### Supplied material
----
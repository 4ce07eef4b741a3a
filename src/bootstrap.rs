//! Session bootstrap
//!
//! Startup permission acquisition and the one-shot location fetch.

use crate::platform::{Capability, LocationProvider, PermissionProvider, PermissionStatus};
use crate::session::{LocationStatus, PermissionSet};

/// Notice stored when location permission is denied
pub const LOCATION_DENIED_MESSAGE: &str = "Permission to access location was denied";

/// Request the capture-side permissions (camera, microphone, media library)
///
/// One provider round-trip resolves all three verdicts; capabilities the
/// provider leaves unanswered count as denied. The location capability is
/// resolved separately by [`resolve_location`].
pub async fn request_capture_permissions(provider: &dyn PermissionProvider) -> PermissionSet {
    let capabilities = [
        Capability::Camera,
        Capability::Microphone,
        Capability::MediaLibrary,
    ];

    tracing::info!("Requesting capture permissions");
    let verdicts = provider.request(&capabilities).await;

    let mut permissions = PermissionSet::default();
    for capability in capabilities {
        let status = verdicts
            .get(&capability)
            .copied()
            .unwrap_or(PermissionStatus::Denied);
        permissions.record(capability, status);
    }

    tracing::info!(
        "Capture permissions resolved: camera={:?} microphone={:?} mediaLibrary={:?}",
        permissions.camera,
        permissions.microphone,
        permissions.media_library
    );
    permissions
}

/// Resolve the location permission and, when granted, fetch one position fix
///
/// On denial the fixed denial message is recorded and the provider is
/// never queried. There is no retry in either case.
pub async fn resolve_location(
    permissions: &dyn PermissionProvider,
    locator: &dyn LocationProvider,
) -> (PermissionStatus, LocationStatus) {
    let verdicts = permissions.request(&[Capability::Location]).await;
    let status = verdicts
        .get(&Capability::Location)
        .copied()
        .unwrap_or(PermissionStatus::Denied);

    if !status.is_granted() {
        tracing::warn!("Location permission denied");
        return (
            status,
            LocationStatus::Failed {
                message: LOCATION_DENIED_MESSAGE.to_string(),
            },
        );
    }

    match locator.fetch_position().await {
        Ok(coordinate) => {
            tracing::info!(
                "Position fix: {:.5}, {:.5}",
                coordinate.latitude,
                coordinate.longitude
            );
            (status, LocationStatus::Fix { coordinate })
        }
        Err(e) => {
            tracing::warn!("Position fetch failed: {}", e);
            (
                status,
                LocationStatus::Failed {
                    message: e.to_string(),
                },
            )
        }
    }
}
----
### What to do
Search the material for the word "tracing" and copy every matching line.

### Result of the task
    tracing::info!("Requesting capture permissions");
    tracing::info!(
        tracing::warn!("Location permission denied");
            tracing::info!(
            tracing::warn!("Position fetch failed: {}", e);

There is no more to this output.